You can plan a route to take or leave it up to the moment.

Gamemaster can upgrade himself to also roll dice and then conduct people to level up certain skills (of number rolled or of his pick if 6 rolled) to make all the players maybe think twice about their previous choices. Isn't it better now to boost something that got a lucky roll?

Other changes revolve around:
- making every character depend on max one row that is not possible in full acoustic setup (practical)
- making a mesh of similarities between roles more even (now for example, dynamics is abundant and melody-role is not connected to anyting, this change should be better for early replayability, but maybe a bit worse for long term). In new variant Gamemaster will share 'conducting' skill with Weird-noises etc. max 1 in common (not everything is connected to everything obviously).

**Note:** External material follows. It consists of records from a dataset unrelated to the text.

//! Events emitted by [`crate::store::L1Store`].

use std::time::Instant;

use vericache_core::CacheEvent;

/// An event emitted by L1 on a lookup or a store-maintenance action.
#[derive(Debug, Clone)]
pub enum L1Event {
    /// A `Get` found a live, unexpired entry.
    Hit {
        /// Store name, for multi-store deployments.
        store: String,
        /// The key that was looked up.
        key: String,
        /// When the hit occurred.
        timestamp: Instant,
    },
    /// A `Get` found nothing, or found an expired entry.
    Miss {
        /// Store name.
        store: String,
        /// The key that was looked up.
        key: String,
        /// When the miss occurred.
        timestamp: Instant,
    },
    /// An entry was evicted to make room for a `Set`.
    Eviction {
        /// Store name.
        store: String,
        /// The evicted key.
        key: String,
        /// When the eviction occurred.
        timestamp: Instant,
    },
}

impl CacheEvent for L1Event {
    fn event_type(&self) -> &'static str {
        match self {
            L1Event::Hit { .. } => "l1_hit",
            L1Event::Miss { .. } => "l1_miss",
            L1Event::Eviction { .. } => "l1_eviction",
        }
    }

    fn timestamp(&self) -> Instant {
        match self {
            L1Event::Hit { timestamp, .. } => *timestamp,
            L1Event::Miss { timestamp, .. } => *timestamp,
            L1Event::Eviction { timestamp, .. } => *timestamp,
        }
    }

    fn component_name(&self) -> &str {
        match self {
            L1Event::Hit { store, .. } => store,
            L1Event::Miss { store, .. } => store,
            L1Event::Eviction { store, .. } => store,
        }
    }
}
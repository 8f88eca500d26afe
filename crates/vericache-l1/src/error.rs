//! Errors raised by [`crate::store::L1Store`].

use thiserror::Error;

/// Errors from L1 operations. Both variants are non-fatal: the caller falls
/// through to L2/L3 as if the entry were absent.
#[derive(Debug, Error, PartialEq, Eq)]
pub enum L1Error {
    /// `Set` was rejected because the payload exceeds 10% of the store's
    /// byte capacity.
    #[error("entry of {size_bytes} bytes exceeds the per-entry cap of {max_bytes} bytes")]
    RejectedTooLarge {
        /// Size of the rejected payload.
        size_bytes: usize,
        /// The per-entry cap (10% of total capacity).
        max_bytes: usize,
    },
}
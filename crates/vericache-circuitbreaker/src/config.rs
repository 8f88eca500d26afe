//! Configuration for [`crate::Circuit`].

use std::time::Duration;

/// Configuration for a [`crate::Circuit`].
#[derive(Debug, Clone)]
pub struct CircuitBreakerConfig {
    /// Number of consecutive failures that trips `CLOSED` into `OPEN`.
    pub failure_threshold: u32,
    /// How long the circuit stays `OPEN` before allowing a trial call in
    /// `HALF_OPEN`.
    pub recovery_window: Duration,
    /// A human-readable name used in events and error messages.
    pub name: String,
}

impl Default for CircuitBreakerConfig {
    fn default() -> Self {
        Self {
            failure_threshold: 5,
            recovery_window: Duration::from_secs(30),
            name: "l2".to_string(),
        }
    }
}

/// Builder for [`CircuitBreakerConfig`].
#[derive(Debug, Default)]
pub struct CircuitBreakerConfigBuilder {
    config: CircuitBreakerConfig,
}

impl CircuitBreakerConfigBuilder {
    /// Creates a new builder seeded with the default configuration.
    pub fn new() -> Self {
        Self {
            config: CircuitBreakerConfig::default(),
        }
    }

    /// Sets the consecutive-failure threshold that trips the breaker open.
    pub fn failure_threshold(mut self, threshold: u32) -> Self {
        self.config.failure_threshold = threshold;
        self
    }

    /// Sets how long the breaker stays open before trialing a half-open call.
    pub fn recovery_window(mut self, window: Duration) -> Self {
        self.config.recovery_window = window;
        self
    }

    /// Sets the breaker's name, surfaced in events and `TierUnavailable` errors.
    pub fn name(mut self, name: impl Into<String>) -> Self {
        self.config.name = name.into();
        self
    }

    /// Builds the configuration.
    pub fn build(self) -> CircuitBreakerConfig {
        self.config
    }
}
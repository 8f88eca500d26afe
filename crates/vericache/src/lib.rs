//! vericache: a tiered authorization cache with circuit breakers,
//! predictive warming, and performance monitoring.
//!
//! [`CacheRuntime`] builds and wires every tier; [`AuthorizationCacheFacade`]
//! is the domain-shaped API the rest of a process talks to.

pub mod config;
pub mod error;
pub mod facade;
pub mod permissions;
pub mod runtime;

pub use config::CacheRuntimeConfig;
pub use error::CacheError;
pub use facade::AuthorizationCacheFacade;
pub use permissions::{AuditTrail, Permissions, ServedBy, TeamAccess};
pub use runtime::CacheRuntime;

pub use vericache_l2::RemoteBackend;
pub use vericache_l3::{ProjectionReader, ProjectionSource};
pub use vericache_manager::{FetchContext, FetchFn, FetcherRegistry, HealthReport};
//! Events emitted by [`crate::Circuit`] on state transitions and outcomes.

use std::time::Instant;

use vericache_core::CacheEvent;

use crate::state::CircuitState;

/// An event emitted by a [`crate::Circuit`].
#[derive(Debug, Clone)]
pub enum BreakerEvent {
    /// The breaker moved from one state to another.
    StateTransition {
        /// Breaker name.
        name: String,
        /// State before the transition.
        from: CircuitState,
        /// State after the transition.
        to: CircuitState,
        /// When the transition happened.
        timestamp: Instant,
    },
    /// A call was rejected because the breaker was `OPEN`.
    CallRejected {
        /// Breaker name.
        name: String,
        /// When the rejection happened.
        timestamp: Instant,
    },
}

impl CacheEvent for BreakerEvent {
    fn event_type(&self) -> &'static str {
        match self {
            BreakerEvent::StateTransition { .. } => "breaker_state_transition",
            BreakerEvent::CallRejected { .. } => "breaker_call_rejected",
        }
    }

    fn timestamp(&self) -> Instant {
        match self {
            BreakerEvent::StateTransition { timestamp, .. } => *timestamp,
            BreakerEvent::CallRejected { timestamp, .. } => *timestamp,
        }
    }

    fn component_name(&self) -> &str {
        match self {
            BreakerEvent::StateTransition { name, .. } => name,
            BreakerEvent::CallRejected { name, .. } => name,
        }
    }
}
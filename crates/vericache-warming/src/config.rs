//! Tunables for the warming queue, worker pool, and orchestrator.

use std::collections::HashMap;
use std::time::Duration;

/// Configuration for components C9 (queue), C10 (pool), and C11
/// (orchestrator).
#[derive(Debug, Clone)]
pub struct WarmingConfig {
    /// Per-priority queue capacity. Default 1000.
    pub queue_capacity_per_priority: usize,
    /// Number of cooperative workers draining the queue. Default 10.
    pub pool_size: usize,
    /// Tasks popped per batch, before clamping to `batch_max`. Default 50.
    pub batch_size: usize,
    /// Hard ceiling on a single batch regardless of `batch_size`.
    pub batch_max: usize,
    /// How long a throttled worker sleeps before retrying.
    pub throttle_poll_interval: Duration,
    /// Aggregate hit rate above which the pool throttles. Default 0.95.
    pub excellent_hit_rate_threshold: f64,
    /// Bounded completion-outcome ring size. Default 10_000.
    pub completion_ring_capacity: usize,
    /// How often the predictive strategy runs. Default 10 minutes.
    pub predictive_interval: Duration,
    /// How far ahead predictive warming looks for a predicted next access.
    /// Default 1 hour.
    pub predictive_lookahead: Duration,
    /// Minimum likely-resource probability to enqueue a predictive task.
    /// Default 0.10.
    pub predictive_probability_threshold: f64,
    /// Resource kinds warmed by the scheduled strategy's default pattern set.
    pub scheduled_pattern_set: Vec<String>,
    /// Hit rate below which burst recovery kicks in. Default 0.80.
    pub burst_recovery_threshold: f64,
    /// How many recently active users/teams/generations the startup
    /// strategy enumerates from L3, per category. Default 100.
    pub startup_enumeration_limit: usize,
    /// Fallback (L1, L2) TTLs for a warmed key whose `key_type` has no entry
    /// in `key_type_ttls`.
    pub default_key_ttl: (Duration, Duration),
    /// Per-`key_type` (L1, L2) TTL overrides.
    pub key_type_ttls: HashMap<String, (Duration, Duration)>,
}

impl WarmingConfig {
    /// Resolves the (L1, L2) TTL pair for a task's `key_type`, falling back
    /// to [`WarmingConfig::default_key_ttl`].
    pub fn ttl_for_key_type(&self, key_type: &str) -> (Duration, Duration) {
        self.key_type_ttls
            .get(key_type)
            .copied()
            .unwrap_or(self.default_key_ttl)
    }
}

impl Default for WarmingConfig {
    fn default() -> Self {
        Self {
            queue_capacity_per_priority: 1000,
            pool_size: 10,
            batch_size: 50,
            batch_max: 200,
            throttle_poll_interval: Duration::from_secs(1),
            excellent_hit_rate_threshold: 0.95,
            completion_ring_capacity: 10_000,
            predictive_interval: Duration::from_secs(10 * 60),
            predictive_lookahead: Duration::from_secs(3600),
            predictive_probability_threshold: 0.10,
            scheduled_pattern_set: vec!["authorization_verdicts".to_string()],
            burst_recovery_threshold: 0.80,
            startup_enumeration_limit: 100,
            default_key_ttl: (Duration::from_secs(300), Duration::from_secs(3600)),
            key_type_ttls: HashMap::new(),
        }
    }
}
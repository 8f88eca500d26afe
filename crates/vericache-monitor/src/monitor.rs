//! The performance monitor: samples per-tier counters on an interval,
//! raises and clears threshold alerts, and answers trend queries.

use std::collections::HashMap;
use std::sync::atomic::{AtomicU64, Ordering};
use std::sync::{Arc, RwLock};
use std::time::Instant;

use tokio_util::sync::CancellationToken;
use vericache_core::{CacheObserver, Clock, EventListeners};

use crate::alert::{Alert, AlertEvent, AlertLevel, AlertMetric};
use crate::config::MonitorConfig;
use crate::snapshot::{TierSnapshot, TierStats};
use crate::trend::{self, TrendReport};

#[derive(Default)]
struct TierCounters {
    calls: AtomicU64,
    hits: AtomicU64,
    total_latency_us: AtomicU64,
}

impl TierCounters {
    fn record(&self, hit: bool, latency_ms: u64) {
        self.calls.fetch_add(1, Ordering::Relaxed);
        if hit {
            self.hits.fetch_add(1, Ordering::Relaxed);
        }
        self.total_latency_us
            .fetch_add(latency_ms * 1_000, Ordering::Relaxed);
    }

    /// Records a call with no hit/miss notion (L3 and the facade), so
    /// `hit_rate` stays `0.0` for these tiers.
    fn record_latency(&self, latency_ms: u64) {
        self.calls.fetch_add(1, Ordering::Relaxed);
        self.total_latency_us
            .fetch_add(latency_ms * 1_000, Ordering::Relaxed);
    }

    /// Reads and resets the counters, returning a `TierStats` for the window
    /// that just elapsed.
    fn drain(&self) -> TierStats {
        let calls = self.calls.swap(0, Ordering::Relaxed);
        let hits = self.hits.swap(0, Ordering::Relaxed);
        let total_latency_us = self.total_latency_us.swap(0, Ordering::Relaxed);
        if calls == 0 {
            return TierStats::ZERO;
        }
        TierStats {
            calls,
            hit_rate: hits as f64 / calls as f64,
            avg_latency_ms: (total_latency_us as f64 / 1_000.0) / calls as f64,
        }
    }
}

/// Component name reported on emitted [`AlertEvent`]s.
const COMPONENT_NAME: &str = "vericache-monitor";

/// Samples `CacheObserver` calls into per-tier windows, raises threshold
/// alerts, and exposes trend analysis over the snapshot history.
///
/// Constructed independently of the cache manager and warming pool; wired in
/// afterward via `CacheManager::wire_observer` and
/// `WarmingWorkerPool::wire_hit_rate_source` so neither of those crates needs
/// a direct dependency on this one.
pub struct PerformanceMonitor {
    config: MonitorConfig,
    clock: Arc<dyn Clock>,
    l1: TierCounters,
    l2: TierCounters,
    l3: TierCounters,
    facade: TierCounters,
    history: RwLock<Vec<TierSnapshot>>,
    active_alerts: RwLock<HashMap<AlertMetric, Alert>>,
    alert_history: RwLock<Vec<Alert>>,
    listeners: RwLock<EventListeners<AlertEvent>>,
    last_snapshot: RwLock<Option<TierSnapshot>>,
}

impl PerformanceMonitor {
    pub fn new(config: MonitorConfig, clock: Arc<dyn Clock>) -> Self {
        Self {
            config,
            clock,
            l1: TierCounters::default(),
            l2: TierCounters::default(),
            l3: TierCounters::default(),
            facade: TierCounters::default(),
            history: RwLock::new(Vec::new()),
            active_alerts: RwLock::new(HashMap::new()),
            alert_history: RwLock::new(Vec::new()),
            listeners: RwLock::new(EventListeners::new()),
            last_snapshot: RwLock::new(None),
        }
    }

    /// Registers a listener for alert open/close events.
    pub fn add_alert_listener<L>(&self, listener: L)
    where
        L: vericache_core::EventListener<AlertEvent> + 'static,
    {
        self.listeners
            .write()
            .expect("monitor listeners lock poisoned")
            .add(listener);
    }

    /// Samples all tier counters, records a snapshot, and evaluates alert
    /// thresholds against it. Returns the snapshot taken.
    pub fn sample(&self) -> TierSnapshot {
        let snapshot = TierSnapshot {
            taken_at: self.clock.now(),
            l1: self.l1.drain(),
            l2: self.l2.drain(),
            l3: self.l3.drain(),
            facade: self.facade.drain(),
        };

        {
            let mut history = self.history.write().expect("monitor history lock poisoned");
            history.push(snapshot);
            if history.len() > self.config.history_capacity {
                let overflow = history.len() - self.config.history_capacity;
                history.drain(0..overflow);
            }
        }
        *self.last_snapshot.write().expect("monitor snapshot lock poisoned") = Some(snapshot);

        self.evaluate_thresholds(&snapshot);
        snapshot
    }

    fn evaluate_thresholds(&self, snapshot: &TierSnapshot) {
        let t = &self.config.thresholds;
        self.check(
            AlertMetric::AggregateHitRate,
            snapshot.aggregate_hit_rate(),
            t.aggregate_hit_rate_min,
            Breach::Below,
        );
        self.check(
            AlertMetric::AggregateLatency,
            snapshot.aggregate_latency_ms(),
            t.aggregate_latency_max_ms as f64,
            Breach::Above,
        );
        self.check(
            AlertMetric::L1HitRate,
            snapshot.l1.hit_rate,
            t.l1_hit_rate_min,
            Breach::Below,
        );
        self.check(
            AlertMetric::L1Latency,
            snapshot.l1.avg_latency_ms,
            t.l1_latency_max_ms as f64,
            Breach::Above,
        );
        self.check(
            AlertMetric::L2HitRate,
            snapshot.l2.hit_rate,
            t.l2_hit_rate_min,
            Breach::Below,
        );
        self.check(
            AlertMetric::L2Latency,
            snapshot.l2.avg_latency_ms,
            t.l2_latency_max_ms as f64,
            Breach::Above,
        );
        self.check(
            AlertMetric::L3Latency,
            snapshot.l3.avg_latency_ms,
            t.l3_latency_max_ms as f64,
            Breach::Above,
        );
        self.check(
            AlertMetric::FacadeLatency,
            snapshot.facade.avg_latency_ms,
            t.facade_latency_max_ms as f64,
            Breach::Above,
        );
    }

    fn check(&self, metric: AlertMetric, observed: f64, threshold: f64, direction: Breach) {
        let breached = match direction {
            Breach::Below => observed < threshold,
            Breach::Above => observed > threshold,
        };

        let mut active = self
            .active_alerts
            .write()
            .expect("monitor active alerts lock poisoned");

        if breached {
            if let Some(existing) = active.get_mut(&metric) {
                existing.observed = observed;
                return;
            }
            let overage = match direction {
                Breach::Below => (threshold - observed) / threshold.max(f64::EPSILON),
                Breach::Above => (observed - threshold) / threshold.max(f64::EPSILON),
            };
            let level = if overage > 0.5 {
                AlertLevel::Critical
            } else if overage > 0.3 {
                AlertLevel::Error
            } else if overage > 0.15 {
                AlertLevel::Warning
            } else {
                AlertLevel::Info
            };
            let now = self.clock.now();
            let alert = Alert::new(metric, level, observed, threshold, now);
            let event = AlertEvent::opened(alert.clone(), COMPONENT_NAME.to_string(), now);
            active.insert(metric, alert);
            drop(active);
            self.emit(&event);
        } else if let Some(mut alert) = active.remove(&metric) {
            drop(active);
            let now = self.clock.now();
            alert.closed_at = Some(now);
            self.record_closed(alert.clone());
            let event = AlertEvent::closed(alert, COMPONENT_NAME.to_string(), now);
            self.emit(&event);
        }
    }

    fn record_closed(&self, alert: Alert) {
        let mut history = self
            .alert_history
            .write()
            .expect("monitor alert history lock poisoned");
        history.push(alert);
        if history.len() > self.config.alert_history_capacity {
            let overflow = history.len() - self.config.alert_history_capacity;
            history.drain(0..overflow);
        }
    }

    fn emit(&self, event: &AlertEvent) {
        self.listeners
            .read()
            .expect("monitor listeners lock poisoned")
            .emit(event);
    }

    /// Currently open alerts.
    pub fn active_alerts(&self) -> Vec<Alert> {
        self.active_alerts
            .read()
            .expect("monitor active alerts lock poisoned")
            .values()
            .cloned()
            .collect()
    }

    /// Closed alerts, oldest first, bounded to `alert_history_capacity`.
    pub fn alert_history(&self) -> Vec<Alert> {
        self.alert_history
            .read()
            .expect("monitor alert history lock poisoned")
            .clone()
    }

    /// Compares the most recent `trend_window` snapshots against the window
    /// before them. `None` until enough history has accumulated.
    pub fn trend_report(&self) -> Option<TrendReport> {
        let history = self.history.read().expect("monitor history lock poisoned");
        trend::analyze(&history, self.config.trend_window)
    }

    /// Optimization suggestions derived from the current trend report. Empty
    /// until a trend report is available.
    pub fn recommendations(&self) -> Vec<String> {
        self.trend_report()
            .map(|report| trend::recommendations(&report))
            .unwrap_or_default()
    }

    /// Runs the sampling loop until `cancellation` is triggered.
    pub async fn run_sampler(&self, cancellation: CancellationToken) {
        loop {
            tokio::select! {
                _ = cancellation.cancelled() => break,
                _ = tokio::time::sleep(self.config.monitoring_interval) => {
                    self.sample();
                }
            }
        }
    }
}

enum Breach {
    Below,
    Above,
}

impl CacheObserver for PerformanceMonitor {
    fn observe_l1(&self, hit: bool, latency_ms: u64) {
        self.l1.record(hit, latency_ms);
    }

    fn observe_l2(&self, hit: bool, latency_ms: u64, _breaker_open: bool) {
        self.l2.record(hit, latency_ms);
    }

    fn observe_l3(&self, latency_ms: u64) {
        self.l3.record_latency(latency_ms);
    }

    fn observe_facade(&self, latency_ms: u64) {
        self.facade.record_latency(latency_ms);
    }
}

impl vericache_warming::HitRateSource for PerformanceMonitor {
    fn aggregate_hit_rate(&self) -> f64 {
        self.last_snapshot
            .read()
            .expect("monitor snapshot lock poisoned")
            .as_ref()
            .map(TierSnapshot::aggregate_hit_rate)
            .unwrap_or(0.0)
    }
}
//! Configuration for [`crate::adapter::L2Adapter`].

use std::time::Duration;

use vericache_circuitbreaker::CircuitBreakerConfig;

/// Configuration for an [`crate::adapter::L2Adapter`].
#[derive(Debug, Clone)]
pub struct L2Config {
    /// Prefix every key is namespaced under, e.g. `"vc:l2:"`.
    pub key_prefix: String,
    /// Per-call deadline. Calls exceeding this return `L2Error::Timeout`.
    pub deadline: Duration,
    /// Circuit breaker configuration guarding every outbound call.
    pub breaker: CircuitBreakerConfig,
}

impl Default for L2Config {
    fn default() -> Self {
        Self {
            key_prefix: "vc:l2:".to_string(),
            deadline: Duration::from_millis(50),
            breaker: CircuitBreakerConfig::default(),
        }
    }
}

Change I'm gonna test is also: "anyone can soundpaint", theoretically. Soundpainting event would testly depend on number of skill you managed to have at level 4. For Weird noises it's enough to max any one of his skils, but for example Rhythm needs 4, not easy, but might attempt and get a lucky helping dice from Gamemaster etc. Soundpainting is such a big rule that it's weird to have it just conditionally, I also feel that there is not enough skills interaction on a single card now. And also - between players still.

Will get you know surely what works and what not, and maybe participants will have some ideas (as we usually treat rulesets openly).

SiC - Varianting by odolanyodolany, 04 Apr 2018 21:29

Thanks Sqwawk!
I've played different versions of this game for as long as a good three hours. It can be very focused and immersive. There's a mechanic that allows players to sit out for a certain amount of time.
I'd love to hear anyone's ideas for more characters. I have quite a few besides the instrument ones. For example:

Mix (various roles)
Percussive (not responsible for the main rhythm)
Outside (Anti-musician)

Also, I'm changing this to be possible for solo sessions. I warmed up with the Ambient Character by myself today and it was fine. Though, I do prefer to play with a group.

I'd love to see this game, as well as a few others, get professional physical editions out. A few people asked me before. No time to get into that now. If the time comes I could do a crowdfunding thing. I'll post about it on this site.
I'd LOVE to see/hear a video of you playing this with a few people. As I said it in the forum, this version still needs testing.

Re: You should sell this by notrightmusicnotrightmusic, 04 Apr 2018 13:19

I'd buy this if you made a high quality full physical version of it. I haven't played it yet but my imaginations running wild thinking of all the combinations I can put together with some other people. I'll video it and put it up when I have a chance to get a few sessions going.

You should sell this by SqwawkishSqwawkish, 04 Apr 2018 08:50

Ok this game looks epic! It might be exactly what I was looking for in the other thread. A game with deep mechanics but not as difficult to learn as Cobra.
You often hear people saying that they want a game or book or movie to get lost in and feel immersed. This seems possible here. have you played extended versions of it? Say around an hour?
You mentioned adding more characters. Besides instrument specific what else do you have? I might have some ideas.
Anyway looking forward to trying this out. It looks like it took a lot of work to put together.